*** Given records Section Begins ***
//! OpenAI-compatible chat-completion client.
//!
//! Every request carries a fixed system message naming the current date, the
//! rendered prompt as the user turn, and generation parameters clamped to the
//! configured caps.

use super::{GenerationClient, GenerationError};
use crate::config::EngineConfig;
use crate::types::*;
use async_trait::async_trait;
use chrono::{Datelike, Local, NaiveDate};
use serde::{Deserialize, Serialize};
use std::time::{Duration, Instant};
use tracing::{debug, warn};

/// Probe responses slower than this are reported as `Slow`.
const PROBE_SLOW_AFTER: Duration = Duration::from_secs(10);

/// Chat-completion client for the configured endpoint.
#[derive(Debug, Clone)]
pub struct HttpGenerationClient {
    base_url: String,
    api_key: String,
    model: String,
    top_p: f64,
    max_tokens_cap: u32,
    temperature_cap: f64,
    timeout: Duration,
    system_prompt: String,
    http: reqwest::Client,
}

// -- OpenAI-compatible request/response types --------------------------------

#[derive(Debug, Serialize)]
pub(crate) struct ChatRequest<'a> {
    pub(crate) model: &'a str,
    pub(crate) messages: Vec<ChatMessage>,
    pub(crate) max_tokens: u32,
    pub(crate) temperature: f64,
    pub(crate) top_p: f64,
    pub(crate) stream: bool,
}

#[derive(Debug, Deserialize)]
struct ChatResponse {
    #[serde(default)]
    choices: Vec<Choice>,
}

#[derive(Debug, Deserialize)]
struct Choice {
    message: ResponseMessage,
}

#[derive(Debug, Deserialize)]
struct ResponseMessage {
    content: Option<String>,
}

#[derive(Debug, Deserialize)]
struct ErrorEnvelope {
    error: ErrorBody,
}

#[derive(Debug, Deserialize)]
struct ErrorBody {
    message: String,
}

/// The fixed system instruction, anchored to `today` so the model does not
/// fall back on a stale year.
pub fn system_prompt(today: NaiveDate) -> String {
    format!(
        "You are a professional content specialist. Today's date is {} and the current year \
         is {}; use them for any time-sensitive references. Create high-quality, professional \
         content that delivers real business value.",
        today.format("%B %-d, %Y"),
        today.year(),
    )
}

impl HttpGenerationClient {
    /// Create a client with default limits for the given endpoint.
    pub fn new(base_url: &str, api_key: &str) -> Self {
        let config = EngineConfig {
            api_base_url: base_url.to_string(),
            api_key: api_key.to_string(),
            ..EngineConfig::default()
        };
        Self::from_config(&config)
    }

    /// Create a client from the engine configuration.
    pub fn from_config(config: &EngineConfig) -> Self {
        if !config.has_api_key() {
            warn!("No API key configured; generation requests will fail");
        }
        Self {
            base_url: config.api_base_url.trim_end_matches('/').to_string(),
            api_key: config.api_key.trim().to_string(),
            model: config.model.clone(),
            top_p: config.top_p,
            max_tokens_cap: config.max_tokens_cap,
            temperature_cap: config.temperature_cap,
            timeout: config.timeout(),
            system_prompt: system_prompt(Local::now().date_naive()),
            http: reqwest::Client::new(),
        }
    }

    /// The system instruction sent with every request.
    pub fn system_prompt(&self) -> &str {
        &self.system_prompt
    }

    /// Request body for `prompt` under `tool`'s parameters, clamped to the caps.
    pub(crate) fn request_for<'a>(&'a self, prompt: &str, tool: &ToolDescriptor) -> ChatRequest<'a> {
        self.request(
            prompt,
            tool.max_tokens.min(self.max_tokens_cap),
            tool.temperature.min(self.temperature_cap),
        )
    }

    fn request(&self, prompt: &str, max_tokens: u32, temperature: f64) -> ChatRequest<'_> {
        ChatRequest {
            model: &self.model,
            messages: vec![
                ChatMessage {
                    role: ChatRole::System,
                    content: self.system_prompt.clone(),
                },
                ChatMessage {
                    role: ChatRole::User,
                    content: prompt.to_string(),
                },
            ],
            max_tokens,
            temperature,
            top_p: self.top_p,
            stream: false,
        }
    }

    async fn complete(&self, request: &ChatRequest<'_>) -> Result<String, GenerationError> {
        if self.api_key.is_empty() {
            return Err(GenerationError::NotConfigured);
        }

        let url = format!("{}/chat/completions", self.base_url);
        debug!(
            "Generation request to model {} (max_tokens={}, temperature={})",
            request.model, request.max_tokens, request.temperature
        );

        let resp = self
            .http
            .post(&url)
            .bearer_auth(&self.api_key)
            .timeout(self.timeout)
            .json(request)
            .send()
            .await
            .map_err(|e| self.transport_error(e))?;

        let status = resp.status();
        if !status.is_success() {
            let body = resp.text().await.unwrap_or_default();
            let message = match serde_json::from_str::<ErrorEnvelope>(&body) {
                Ok(envelope) => envelope.error.message,
                Err(_) => format!("{} - {}", status, body.trim()),
            };
            return Err(GenerationError::Upstream(message));
        }

        let body: ChatResponse = resp.json().await.map_err(|e| {
            if e.is_timeout() {
                GenerationError::Timeout(self.timeout)
            } else {
                GenerationError::Malformed(e.to_string())
            }
        })?;

        let choice = body
            .choices
            .into_iter()
            .next()
            .ok_or_else(|| GenerationError::Malformed("response has no choices".into()))?;

        Ok(choice.message.content.unwrap_or_default())
    }

    fn transport_error(&self, e: reqwest::Error) -> GenerationError {
        if e.is_timeout() {
            GenerationError::Timeout(self.timeout)
        } else {
            GenerationError::Upstream(e.to_string())
        }
    }

    /// Send a tiny request and classify the endpoint by how it answers.
    pub async fn probe(&self) -> ServiceStatus {
        let started = Instant::now();
        match self.complete(&self.request("Test", 10, 0.1)).await {
            Ok(_) if started.elapsed() < PROBE_SLOW_AFTER => ServiceStatus::Available,
            Ok(_) => ServiceStatus::Slow,
            Err(e) => {
                debug!("Probe failed: {}", e);
                ServiceStatus::Unavailable
            }
        }
    }
}

#[async_trait]
impl GenerationClient for HttpGenerationClient {
    async fn generate(
        &self,
        prompt: &str,
        tool: &ToolDescriptor,
    ) -> Result<String, GenerationError> {
        self.complete(&self.request_for(prompt, tool)).await
    }
}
*** Given records Section Ends ***
▶ [Description of the task]
From the first record to the last, print each one exactly.

▶ [Exercise answer]
//! OpenAI-compatible chat-completion client.
//!
//! Every request carries a fixed system message naming the current date, the
//! rendered prompt as the user turn, and generation parameters clamped to the
//! configured caps.

use super::{GenerationClient, GenerationError};
use crate::config::EngineConfig;
use crate::types::*;
use async_trait::async_trait;
use chrono::{Datelike, Local, NaiveDate};
use serde::{Deserialize, Serialize};
use std::time::{Duration, Instant};
use tracing::{debug, warn};

/// Probe responses slower than this are reported as `Slow`.
const PROBE_SLOW_AFTER: Duration = Duration::from_secs(10);

/// Chat-completion client for the configured endpoint.
#[derive(Debug, Clone)]
pub struct HttpGenerationClient {
    base_url: String,
    api_key: String,
    model: String,
    top_p: f64,
    max_tokens_cap: u32,
    temperature_cap: f64,
    timeout: Duration,
    system_prompt: String,
    http: reqwest::Client,
}

// -- OpenAI-compatible request/response types --------------------------------

#[derive(Debug, Serialize)]
pub(crate) struct ChatRequest<'a> {
    pub(crate) model: &'a str,
    pub(crate) messages: Vec<ChatMessage>,
    pub(crate) max_tokens: u32,
    pub(crate) temperature: f64,
    pub(crate) top_p: f64,
    pub(crate) stream: bool,
}

#[derive(Debug, Deserialize)]
struct ChatResponse {
    #[serde(default)]
    choices: Vec<Choice>,
}

#[derive(Debug, Deserialize)]
struct Choice {
    message: ResponseMessage,
}

#[derive(Debug, Deserialize)]
struct ResponseMessage {
    content: Option<String>,
}

#[derive(Debug, Deserialize)]
struct ErrorEnvelope {
    error: ErrorBody,
}

#[derive(Debug, Deserialize)]
struct ErrorBody {
    message: String,
}

/// The fixed system instruction, anchored to `today` so the model does not
/// fall back on a stale year.
pub fn system_prompt(today: NaiveDate) -> String {
    format!(
        "You are a professional content specialist. Today's date is {} and the current year \
         is {}; use them for any time-sensitive references. Create high-quality, professional \
         content that delivers real business value.",
        today.format("%B %-d, %Y"),
        today.year(),
    )
}

impl HttpGenerationClient {
    /// Create a client with default limits for the given endpoint.
    pub fn new(base_url: &str, api_key: &str) -> Self {
        let config = EngineConfig {
            api_base_url: base_url.to_string(),
            api_key: api_key.to_string(),
            ..EngineConfig::default()
        };
        Self::from_config(&config)
    }

    /// Create a client from the engine configuration.
    pub fn from_config(config: &EngineConfig) -> Self {
        if !config.has_api_key() {
            warn!("No API key configured; generation requests will fail");
        }
        Self {
            base_url: config.api_base_url.trim_end_matches('/').to_string(),
            api_key: config.api_key.trim().to_string(),
            model: config.model.clone(),
            top_p: config.top_p,
            max_tokens_cap: config.max_tokens_cap,
            temperature_cap: config.temperature_cap,
            timeout: config.timeout(),
            system_prompt: system_prompt(Local::now().date_naive()),
            http: reqwest::Client::new(),
        }
    }

    /// The system instruction sent with every request.
    pub fn system_prompt(&self) -> &str {
        &self.system_prompt
    }

    /// Request body for `prompt` under `tool`'s parameters, clamped to the caps.
    pub(crate) fn request_for<'a>(&'a self, prompt: &str, tool: &ToolDescriptor) -> ChatRequest<'a> {
        self.request(
            prompt,
            tool.max_tokens.min(self.max_tokens_cap),
            tool.temperature.min(self.temperature_cap),
        )
    }

    fn request(&self, prompt: &str, max_tokens: u32, temperature: f64) -> ChatRequest<'_> {
        ChatRequest {
            model: &self.model,
            messages: vec![
                ChatMessage {
                    role: ChatRole::System,
                    content: self.system_prompt.clone(),
                },
                ChatMessage {
                    role: ChatRole::User,
                    content: prompt.to_string(),
                },
            ],
            max_tokens,
            temperature,
            top_p: self.top_p,
            stream: false,
        }
    }

    async fn complete(&self, request: &ChatRequest<'_>) -> Result<String, GenerationError> {
        if self.api_key.is_empty() {
            return Err(GenerationError::NotConfigured);
        }

        let url = format!("{}/chat/completions", self.base_url);
        debug!(
            "Generation request to model {} (max_tokens={}, temperature={})",
            request.model, request.max_tokens, request.temperature
        );

        let resp = self
            .http
            .post(&url)
            .bearer_auth(&self.api_key)
            .timeout(self.timeout)
            .json(request)
            .send()
            .await
            .map_err(|e| self.transport_error(e))?;

        let status = resp.status();
        if !status.is_success() {
            let body = resp.text().await.unwrap_or_default();
            let message = match serde_json::from_str::<ErrorEnvelope>(&body) {
                Ok(envelope) => envelope.error.message,
                Err(_) => format!("{} - {}", status, body.trim()),
            };
            return Err(GenerationError::Upstream(message));
        }

        let body: ChatResponse = resp.json().await.map_err(|e| {
            if e.is_timeout() {
                GenerationError::Timeout(self.timeout)
            } else {
                GenerationError::Malformed(e.to_string())
            }
        })?;

        let choice = body
            .choices
            .into_iter()
            .next()
            .ok_or_else(|| GenerationError::Malformed("response has no choices".into()))?;

        Ok(choice.message.content.unwrap_or_default())
    }

    fn transport_error(&self, e: reqwest::Error) -> GenerationError {
        if e.is_timeout() {
            GenerationError::Timeout(self.timeout)
        } else {
            GenerationError::Upstream(e.to_string())
        }
    }

    /// Send a tiny request and classify the endpoint by how it answers.
    pub async fn probe(&self) -> ServiceStatus {
        let started = Instant::now();
        match self.complete(&self.request("Test", 10, 0.1)).await {
            Ok(_) if started.elapsed() < PROBE_SLOW_AFTER => ServiceStatus::Available,
            Ok(_) => ServiceStatus::Slow,
            Err(e) => {
                debug!("Probe failed: {}", e);
                ServiceStatus::Unavailable
            }
        }
    }
}

#[async_trait]
impl GenerationClient for HttpGenerationClient {
    async fn generate(
        &self,
        prompt: &str,
        tool: &ToolDescriptor,
    ) -> Result<String, GenerationError> {
        self.complete(&self.request_for(prompt, tool)).await
    }
}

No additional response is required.